A présent si l’on compare entre les positions des deux partis au pouvoir en Turquie et en Arménie, nous dirons ceci : ce n’est pas un hasard si la Turquie consacre des sommes considérables au négationnisme et -en dépit des velléités contraires de ses gouvernants-, ne manifeste pas le désir de donner aux problèmes une solution paisible par l’entremise d’une collaboration pacifique. Elle essaye de prendre les rênes de la direction régionale, ce qui assurerait un certain primat au monde islamique. Or le Parti Républicain est plutôt mu par le principe de la simple maîtrise du périmètre national. Il lui est aujourd’hui difficile de parler en termes de revendications.

 

Parti Héritage
Parti d'opposition - 4/131 députés.

Hovsep Khourchoudyan, porte-parole du parti.

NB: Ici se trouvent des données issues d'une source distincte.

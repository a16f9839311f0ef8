use crate::PokemonType;
use serde::{Deserialize, Serialize};

#[derive(Debug, Clone, Copy, PartialEq, Eq, Serialize, Deserialize)]
pub struct BaseStats {
    pub hp: u8,
    pub attack: u8,
    pub defense: u8,
    pub sp_attack: u8,
    pub sp_defense: u8,
    pub speed: u8,
}

impl BaseStats {
    /// Base stat total, used to group species into strength tiers.
    pub fn total(&self) -> u16 {
        [
            self.hp,
            self.attack,
            self.defense,
            self.sp_attack,
            self.sp_defense,
            self.speed,
        ]
        .iter()
        .map(|&s| s as u16)
        .sum()
    }
}

#[derive(Debug, Clone, Serialize, Deserialize)]
pub struct SpeciesRecord {
    pub name: String,
    pub types: Vec<PokemonType>,
    pub base_stats: BaseStats,
    /// Moves this species can be handed when it is generated as an opponent or rental.
    pub moves: Vec<String>,
}

impl SpeciesRecord {
    pub fn has_type(&self, pokemon_type: PokemonType) -> bool {
        self.types.contains(&pokemon_type)
    }

    pub fn bst(&self) -> u16 {
        self.base_stats.total()
    }
}
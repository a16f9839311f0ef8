//! Battle Palace: a Tower set where the Pokemon choose their own moves.

use crate::battle::engine::BattleRules;
use crate::facilities::tower::run_set;
use crate::frontier::Facility;
use crate::session::{Challenge, ChallengeOutcome, FrontierContext, SessionCounters};

#[derive(Debug, Default)]
pub struct PalaceChallenge {
    counters: SessionCounters,
}

impl Challenge for PalaceChallenge {
    fn facility(&self) -> Facility {
        Facility::Palace
    }

    fn counters(&self) -> &SessionCounters {
        &self.counters
    }

    fn run(&mut self, ctx: &mut FrontierContext<'_>) -> ChallengeOutcome {
        ctx.say("Your Pokémon will act on their own here. Trust their nature!");
        run_set(ctx, Facility::Palace, &mut self.counters, BattleRules::palace())
    }
}

#[cfg(test)]
mod tests {
    use super::*;
    use crate::dialog::ScriptedDialog;
    use crate::session::run_challenge;
    use crate::session::test_support::Harness;
    use pretty_assertions::assert_eq;

    #[test]
    fn test_every_battle_uses_auto_commands() {
        let mut harness = Harness::new(&[("Arcanine", 60), ("Slaking", 60), ("Lapras", 60)]);
        harness.dialog = ScriptedDialog::new().with_choices([Some(1)]);
        let mut challenge = PalaceChallenge::default();
        let summary = run_challenge(&mut challenge, &mut harness.ctx());
        assert_eq!(summary.outcome, ChallengeOutcome::Completed { brain_defeated: false });
        assert_eq!(harness.engine.battles.len(), 7);
        assert!(harness.engine.battles.iter().all(|b| b.rules.auto_commands));
        assert!(harness.engine.battles.iter().all(|b| b.opponent_levels == vec![60, 60, 60]));
    }
}
use crate::errors::ConfigError;
use crate::level::{DEFAULT_FIXED_LEVEL, DEFAULT_OPEN_FLOOR, MAX_LEVEL};
use serde::{Deserialize, Serialize};
use std::fs;
use std::path::Path;

/// Tunable numbers shared by every facility. Any field left out of the RON
/// file keeps its default.
#[derive(Debug, Clone, PartialEq, Serialize, Deserialize)]
#[serde(default)]
pub struct FrontierConfig {
    /// Battle Points for each regular win.
    pub points_per_win: u32,
    /// Battle Points for beating a Frontier Brain.
    pub brain_bonus: u32,
    /// The Hall Matron pays more than the other Brains.
    pub hall_brain_bonus: u32,
    pub fixed_level: u8,
    pub open_level_floor: u8,
    pub level_cap: u8,
    pub battles_per_set: u32,
    pub castle_starting_points: u32,
    pub arcade_starting_points: u32,
}

impl Default for FrontierConfig {
    fn default() -> Self {
        FrontierConfig {
            points_per_win: 3,
            brain_bonus: 10,
            hall_brain_bonus: 20,
            fixed_level: DEFAULT_FIXED_LEVEL,
            open_level_floor: DEFAULT_OPEN_FLOOR,
            level_cap: MAX_LEVEL,
            battles_per_set: 7,
            castle_starting_points: 10,
            arcade_starting_points: 5,
        }
    }
}

impl FrontierConfig {
    pub fn from_ron(text: &str) -> Result<Self, ConfigError> {
        Ok(ron::from_str(text)?)
    }

    /// Read a RON config. A missing file gives the defaults.
    pub fn load(path: &Path) -> Result<Self, ConfigError> {
        match fs::read_to_string(path) {
            Ok(text) => Self::from_ron(&text),
            Err(e) if e.kind() == std::io::ErrorKind::NotFound => {
                tracing::info!(target: "frontier.config", path = %path.display(), "no config file, using defaults");
                Ok(Self::default())
            }
            Err(e) => Err(ConfigError::Io(e.to_string())),
        }
    }
}
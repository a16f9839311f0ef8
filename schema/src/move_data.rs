use crate::PokemonType;
use serde::{Deserialize, Serialize};

#[derive(Debug, Clone, Copy, PartialEq, Eq, Serialize, Deserialize)]
pub enum MoveCategory {
    Physical,
    Special,
    Status,
}

#[derive(Debug, Clone, Copy, PartialEq, Eq, Hash, Serialize, Deserialize)]
pub enum StatusKind {
    Burn,
    Poison,
    Paralysis,
    Sleep,
    Freeze,
}

#[derive(Debug, Clone, Copy, PartialEq, Eq, Hash, Serialize, Deserialize)]
pub enum Stat {
    Attack,
    Defense,
    SpAttack,
    SpDefense,
    Speed,
}

/// Secondary effect attached to a move record.
#[derive(Debug, Clone, Copy, PartialEq, Eq, Serialize, Deserialize)]
pub enum MoveEffect {
    /// Inflict a status on the target with the given percent chance.
    Inflict(StatusKind, u8),
    RaiseOwn(Stat, i8),
    LowerTarget(Stat, i8),
    /// Restore a percentage of the user's max HP.
    Heal(u8),
    /// Restore a percentage of the damage dealt.
    Drain(u8),
}

#[derive(Debug, Clone, Serialize, Deserialize)]
pub struct MoveRecord {
    pub name: String,
    pub move_type: PokemonType,
    pub category: MoveCategory,
    pub power: u16,
    pub accuracy: u8,
    pub pp: u8,
    /// Protect-style moves count against a side's Mind rating in the Arena.
    #[serde(default)]
    pub protective: bool,
    #[serde(default)]
    pub effect: Option<MoveEffect>,
}

impl MoveRecord {
    pub fn is_offensive(&self) -> bool {
        self.category != MoveCategory::Status && self.power > 0
    }
}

 La reconnaissance du Génocide des Arméniens est une question morale essentielle, d’abord pour les héritiers des victimes du Génocide, et pour l’ensemble du peuple arménien. Un tel crime contre l’humanité ne peut pas rester impuni. Celui-ci est abominable en ce qu’il ne se limite pas à la destruction d’un peuple, mais englobe aussi la perte de la patrie. Et c’est d’ailleurs en cela que le Génocide diffère de l’Holocauste. Il faut réparation et restitution des terres à leurs légitimes propriétaires. Cela ne signifie pas forcément qu’il faille opérer par la réunion de ces terres à la République d’Arménie. Nous sommes réalistes. Nous comprenons que cela n’est pas si simple et que la réunification à l’Arménie n’est aisée ni juridiquement, ni politiquement. Mais il faut au moins que leurs terres soient rendues aux héritiers. La Turquie qui est aujourd’hui le gérant de ces territoires ne peut pas prétendre qu’elle n’a rien à voir avec tout cela et doit donc en porter la responsabilité. Tous ceux qui ont été forcés de quitter leurs foyers doivent pouvoir retourner chez eux et reprendre possession de leur propriété avant de décider ensuite ce qu’ils voudront faire. La Turquie doit également indemniser l’Arménie pour les dommages engendrés par la fermeture des frontières. Enfin, notre parti, tout en accordant de l’importance à la reconnaissance du Génocide, met également l’accent sur le fait que selon la convention de Vienne, l’ouverture des frontières par l’échange de notes diplomatiques n’implique nullement la signature de quelconques Protocoles contenant des pré-conditions inacceptables, et que les problèmes courants ne s’examinent en général que postérieurement à l’établissement de relations diplomatiques.